Thanks For Sharing
“It’s like trying to quit crack when the pipe is attached to your body,” says recovering sex addict Tim Robbins in the opening minutes of Thanks For Sharing. Later on, one of his fellow afflicted, a five-years-sober survivor played by Mark Ruffalo, will explain to his love interest that the disease really is a disease—that it isn’t just “something men made up to get away with cheating.” There’s a distinct public-service element to this well-meaning movie, which seems as concerned with combating stereotypes and misinformation as it does with drawing neat (too neat) parallels between its characters. Oddly, counterintuitively even, what’s most endearing about the film is how middle-of-the-road it is. While 2011’s Shame treated the same subject with too much seriousness, and next week’s Don Jon treats it with too little, Thanks For Sharing acknowledges that sex addiction, like most other problems in life, can be a source of both suffering and humor. That Hollywood is now willing to make a totally mainstream rom-com about people clinically hooked on hanky-panky could be reflective of shifting public opinion—a sign, perhaps, that America may now be capable of seeing these struggling folks as more than just liars and perverts. That’s progress.
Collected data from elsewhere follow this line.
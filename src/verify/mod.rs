// src/verify/mod.rs

//! Post-completion verification.
//!
//! - [`router`] owns pending verifications, their stability timers, bounded
//!   retries and escalation.
//! - [`timer`] is the cancellable one-shot timer the router schedules with.
//! - [`matcher`] checks acceptance criteria against changed artifacts.
//! - [`runner`] runs the project's test command.

use serde::{Deserialize, Serialize};

use crate::engine::TaskId;

pub mod matcher;
pub mod router;
pub mod runner;
pub mod timer;

pub use matcher::{CriteriaMatcher, GlobMatcher};
pub use router::{
    DueVerification, RouterOptions, VerificationEvent, VerificationObserver, VerificationRouter,
};
pub use runner::{CommandTestRunner, TestReport, TestRunRequest, TestRunner};
pub use timer::{TimerHandle, schedule};

/// A single acceptance criterion attached to a task.
///
/// ```toml
/// [[task.api.acceptance]]
/// id = "handlers"
/// description = "request handlers are implemented"
/// patterns = ["src/api/**/*.rs"]
/// ```
#[derive(Debug, Clone, PartialEq, Eq, Serialize, Deserialize)]
pub struct AcceptanceCriterion {
    pub id: String,
    #[serde(default)]
    pub description: String,
    /// Glob patterns checked against changed artifact paths.
    #[serde(default)]
    pub patterns: Vec<String>,
}

/// What the router is asked to verify.
#[derive(Debug, Clone, PartialEq, Eq)]
pub struct VerificationRequest {
    pub task_id: TaskId,
    pub changed_files: Vec<String>,
    pub acceptance_criteria: Vec<AcceptanceCriterion>,
    /// Presentational only; does not affect execution order.
    pub priority: i32,
    pub full_suite: bool,
}

impl VerificationRequest {
    pub fn new(task_id: impl Into<TaskId>) -> Self {
        Self {
            task_id: task_id.into(),
            changed_files: Vec::new(),
            acceptance_criteria: Vec::new(),
            priority: 0,
            full_suite: false,
        }
    }
}

#[derive(Debug, Clone, PartialEq, Serialize)]
pub struct CriterionResult {
    pub criterion_id: String,
    pub satisfied: bool,
    pub matched_files: Vec<String>,
}

#[derive(Debug, Clone, PartialEq, Serialize)]
pub struct VerificationResult {
    pub task_id: TaskId,
    pub passed: bool,
    /// Fraction of checks that passed, `0.0..=1.0`.
    pub score: f64,
    /// One entry per submitted criterion, in submission order.
    pub criteria_results: Vec<CriterionResult>,
    pub test_report: Option<TestReport>,
}

/// Decision emitted by the router after a verification run.
#[derive(Debug, Clone, PartialEq)]
pub enum VerificationOutcome {
    Passed(VerificationResult),
    /// Failed, but the task may be revised and resubmitted.
    Failed {
        result: VerificationResult,
        retry_count: u32,
    },
    /// Failed and the retry bound is exhausted.
    MaxRetriesExceeded {
        result: VerificationResult,
        retry_count: u32,
    },
}

impl VerificationOutcome {
    pub fn result(&self) -> &VerificationResult {
        match self {
            VerificationOutcome::Passed(result)
            | VerificationOutcome::Failed { result, .. }
            | VerificationOutcome::MaxRetriesExceeded { result, .. } => result,
        }
    }

    pub fn task_id(&self) -> &str {
        &self.result().task_id
    }

    pub fn passed(&self) -> bool {
        matches!(self, VerificationOutcome::Passed(_))
    }
}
It’s also the only fervent defense worth making on behalf of Thanks For Sharing, which works much better as an act of earnest education than as, well, comedy or drama. With sitcomish tidiness, the film crosscuts among the lives of three fornication fiends going through the rehab process. (Their paths, and stories, periodically cross at support-group meetings.) Ruffalo, a put-together professional with a handle on his cravings, attempts to start a relationship with exercise fanatic Gwyneth Paltrow. The complications that ensue when she finds out about his history are much less painful (for the audience, anyway) than the couple’s insufferably cutesy banter. Ruffalo’s mentor figure is Robbins, a revered guru in the 12-step community who preaches the importance of forgiveness but can’t quite bring himself to bestow it upon his former heroin-junkie son (Patrick Fugit). Finally, Josh Gad plays Ruffalo’s sponsee, a young doctor who resists the program at first, then bonds with another addict (pop singer Pink) after his compulsions cost him his job.
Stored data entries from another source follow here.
impl ReadinessCalculator {
    pub fn new(graph: DependencyGraph) -> Self {
        Self {
            graph,
            completed: HashSet::new(),
            failed: HashSet::new(),
            running: HashSet::new(),
            records: HashMap::new(),
            blocking: None,
        }
    }

    /// Consult `source` to treat externally blocked dependencies as unmet.
    pub fn with_blocking_source(mut self, source: Arc<dyn BlockingSource>) -> Self {
        self.blocking = Some(source);
        self.records.clear();
        self
    }

    pub fn graph(&self) -> &DependencyGraph {
        &self.graph
    }

    /// Mutable access to the graph. Cached records are dropped since new
    /// edges can change any task's readiness.
    pub fn graph_mut(&mut self) -> &mut DependencyGraph {
        self.records.clear();
        &mut self.graph
    }

    pub fn is_completed(&self, id: &str) -> bool {
        self.completed.contains(id)
    }

    pub fn is_failed(&self, id: &str) -> bool {
        self.failed.contains(id)
    }

    pub fn is_running(&self, id: &str) -> bool {
        self.running.contains(id)
    }

    /// Seed the calculator from durable state and rebuild every record.
    pub fn initialize_from_state<I, J, K>(&mut self, completed: I, failed: J, running: K)
    where
        I: IntoIterator<Item = TaskId>,
        J: IntoIterator<Item = TaskId>,
        K: IntoIterator<Item = TaskId>,
    {
        self.completed = completed.into_iter().collect();
        self.failed = failed.into_iter().collect();
        self.running = running.into_iter().collect();
        self.recompute_all();

        debug!(
            completed = self.completed.len(),
            failed = self.failed.len(),
            running = self.running.len(),
            "readiness initialised from persisted state"
        );
    }

    /// Forget all progress for the current session.
    pub fn reset(&mut self) {
        self.completed.clear();
        self.failed.clear();
        self.running.clear();
        self.records.clear();
    }

    /// Compute (and cache) the readiness record for `id`.
    ///
    /// Returns `None` for unknown tasks.
    pub fn calculate_readiness(&mut self, id: &str) -> Option<TaskReadiness> {
        let record = self.compute(id)?;
        self.records.insert(id.to_string(), record.clone());
        Some(record)
    }

    /// Cached record for `id`, computed on the fly when missing.
    pub fn readiness(&self, id: &str) -> Option<TaskReadiness> {
        match self.records.get(id) {
            Some(record) => Some(record.clone()),
            None => self.compute(id),
        }
    }

    pub fn on_task_started(&mut self, id: &str) {
        if !self.graph.contains(id) {
            warn!(task = %id, "start reported for unknown task; ignoring");
            return;
        }
        self.running.insert(id.to_string());
        self.refresh(id);
    }

    /// Mark `id` completed and recompute its direct dependents only.
    ///
    /// Returns the dependents that became ready as a result.
    pub fn on_task_completed(&mut self, id: &str) -> Vec<TaskId> {
        if !self.graph.contains(id) {
            warn!(task = %id, "completion reported for unknown task; ignoring");
            return Vec::new();
        }

        self.running.remove(id);
        self.failed.remove(id);
        self.completed.insert(id.to_string());
        self.refresh(id);

        let mut newly_ready = Vec::new();
        for dependent in self.dependents_owned(id) {
            let was_ready = self
                .records
                .get(&dependent)
                .is_some_and(TaskReadiness::is_ready);

            if self.refresh(&dependent) == Some(ReadinessState::Ready) && !was_ready {
                newly_ready.push(dependent);
            }
        }

        debug!(task = %id, ?newly_ready, "task completed; dependents recomputed");
        newly_ready
    }

    /// Mark `id` failed and immediately block its direct dependents.
    ///
    /// Dependents that are already completed, failed or running keep that
    /// state (it takes precedence over `Blocked`). Returns the dependents that
    /// are now blocked.
    pub fn on_task_failed(&mut self, id: &str) -> Vec<TaskId> {
        if !self.graph.contains(id) {
            warn!(task = %id, "failure reported for unknown task; ignoring");
            return Vec::new();
        }

        self.running.remove(id);
        self.completed.remove(id);
        self.failed.insert(id.to_string());
        self.refresh(id);

        let mut blocked = Vec::new();
        for dependent in self.dependents_owned(id) {
            if self.refresh(&dependent) == Some(ReadinessState::Blocked) {
                blocked.push(dependent);
            }
        }

        debug!(task = %id, ?blocked, "task failed; direct dependents blocked");
        blocked
    }

    /// Clear an earlier failure so the task can be attempted again.
    ///
    /// Direct dependents are recomputed: they leave `Blocked` unless another
    /// dependency still blocks them. Returns `false` if the task had not
    /// failed.
    pub fn on_task_retried(&mut self, id: &str) -> bool {
        if !self.failed.remove(id) {
            return false;
        }
        self.refresh(id);
        for dependent in self.dependents_owned(id) {
            self.refresh(&dependent);
        }
        debug!(task = %id, "failed task cleared for retry");
        true
    }

    /// Drop `id` from the running set without recording an outcome.
    pub fn on_task_stopped(&mut self, id: &str) {
        if self.running.remove(id) {
            self.refresh(id);
        }
    }

    /// Rebuild every cached record from the current sets.
    pub fn recompute_all(&mut self) {
        let ids: Vec<TaskId> = self.graph.nodes().map(str::to_string).collect();
        self.records.clear();
        for id in ids {
            self.refresh(&id);
        }
    }

    /// Full recompute, then every ready task in graph insertion order.
    pub fn ready_tasks(&mut self) -> Vec<TaskId> {
        self.recompute_all();
        self.graph
            .nodes()
            .filter(|id| self.records.get(*id).is_some_and(TaskReadiness::is_ready))
            .map(str::to_string)
            .collect()
    }

    /// Like [`Self::ready_tasks`], ordered by `cmp` (stable).
    pub fn ready_tasks_by<F>(&mut self, mut cmp: F) -> Vec<TaskId>
    where
        F: FnMut(&TaskId, &TaskId) -> Ordering,
    {
        let mut ready = self.ready_tasks();
        ready.sort_by(|a, b| cmp(a, b));
        ready
    }

    /// The longest chain of unfinished dependencies standing in front of
    /// `id`, root first and excluding `id` itself.
    ///
    /// Intended for display and ETA estimation, not scheduling.
    pub fn critical_path_to(&self, id: &str) -> Vec<TaskId> {
        if !self.graph.contains(id) {
            return Vec::new();
        }
        let mut memo = HashMap::new();
        let mut visiting = HashSet::new();
        self.unmet_chain(id, &mut memo, &mut visiting)
    }

    pub fn estimate_ready_time(&self, id: &str, avg_duration: Duration) -> Option<DateTime<Utc>> {
        self.estimate_ready_time_at(id, avg_duration, Utc::now())
    }

    /// Coarse linear ETA: `now + unmet direct deps × avg_duration`.
    ///
    /// Ready and completed tasks are ready `now`; blocked and failed tasks
    /// have no ETA.
    pub fn estimate_ready_time_at(
        &self,
        id: &str,
        avg_duration: Duration,
        now: DateTime<Utc>,
    ) -> Option<DateTime<Utc>> {
        let record = self.readiness(id)?;
        match record.state {
            ReadinessState::Ready | ReadinessState::Completed => Some(now),
            ReadinessState::Blocked | ReadinessState::Failed => None,
            ReadinessState::Waiting | ReadinessState::Running => {
                let unmet = u32::try_from(record.waiting_on.len()).unwrap_or(u32::MAX);
                let delta = TimeDelta::from_std(avg_duration.saturating_mul(unmet)).ok()?;
                now.checked_add_signed(delta)
            }
        }
    }

    fn refresh(&mut self, id: &str) -> Option<ReadinessState> {
        let record = self.compute(id)?;
        let state = record.state;
        self.records.insert(id.to_string(), record);
        Some(state)
    }

    fn dependents_owned(&self, id: &str) -> Vec<TaskId> {
        self.graph
            .dependents_of(id)
            .into_iter()
            .map(str::to_string)
            .collect()
    }

    fn externally_blocked(&self, id: &str) -> bool {
        self.blocking
            .as_ref()
            .is_some_and(|source| source.is_blocked(id))
    }

    fn compute(&self, id: &str) -> Option<TaskReadiness> {
        if !self.graph.contains(id) {
            return None;
        }

        let mut waiting_on = Vec::new();
        let mut blocked_by = Vec::new();
        let mut completed_deps = Vec::new();

        for dep in self.graph.dependencies_of(id) {
            if self.completed.contains(dep) {
                completed_deps.push(dep.to_string());
            } else if self.failed.contains(dep) || self.externally_blocked(dep) {
                blocked_by.push(dep.to_string());
            } else {
                waiting_on.push(dep.to_string());
            }
        }

        let total = waiting_on.len() + blocked_by.len() + completed_deps.len();
        let progress = if total == 0 {
            100
        } else {
            (100.0 * completed_deps.len() as f64 / total as f64).round() as u8
        };

        let state = if self.completed.contains(id) {
            ReadinessState::Completed
        } else if self.failed.contains(id) {
            ReadinessState::Failed
        } else if self.running.contains(id) {
            ReadinessState::Running
        } else if !blocked_by.is_empty() {
            ReadinessState::Blocked
        } else if !waiting_on.is_empty() {
            ReadinessState::Waiting
        } else {
            ReadinessState::Ready
        };

        Some(TaskReadiness {
            task_id: id.to_string(),
            state,
            waiting_on,
            blocked_by,
            completed_deps,
            progress,
        })
    }

    fn unmet_chain(
        &self,
        id: &str,
        memo: &mut HashMap<TaskId, Vec<TaskId>>,
        visiting: &mut HashSet<TaskId>,
    ) -> Vec<TaskId> {
        if let Some(chain) = memo.get(id) {
            return chain.clone();
        }
        visiting.insert(id.to_string());

        let mut best: Vec<TaskId> = Vec::new();
        for dep in self.graph.dependencies_of(id) {
            if self.completed.contains(dep) || visiting.contains(dep) {
                continue;
            }
            let mut chain = self.unmet_chain(dep, memo, visiting);
            chain.push(dep.to_string());
            if chain.len() > best.len() {
                best = chain;
            }
        }

        visiting.remove(id);
        memo.insert(id.to_string(), best.clone());
        best
    }
}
Alone, these three plotlines all have their charms, most of them courtesy of the fine actors anchoring them. (Gad, whose rehab newbie starts out as a figure of crude comic relief, gradually steals the show.) The film’s whole, however, proves to be much less than the sum of its parts: Despite the messiness of his subject matter, director/co-writer Stuart Blumberg cleanly maps out his trio of trajectories, so that the characters improbably experience their ups and downs basically in unison. It’s the kind of screenwriting strategy that gets taught in classrooms, but rarely resembles how life actually functions. In particular, the climax—a breakdown of the support system, with Ruffalo and Robbins suffering simultaneous crises—smacks of phony catharsis. Valuable mostly as a cultural barometer, Thanks For Sharing normalizes sex addiction for an audience weaned on rom-com clichés. If only its story beats didn’t feel as rigid as a 12-step program.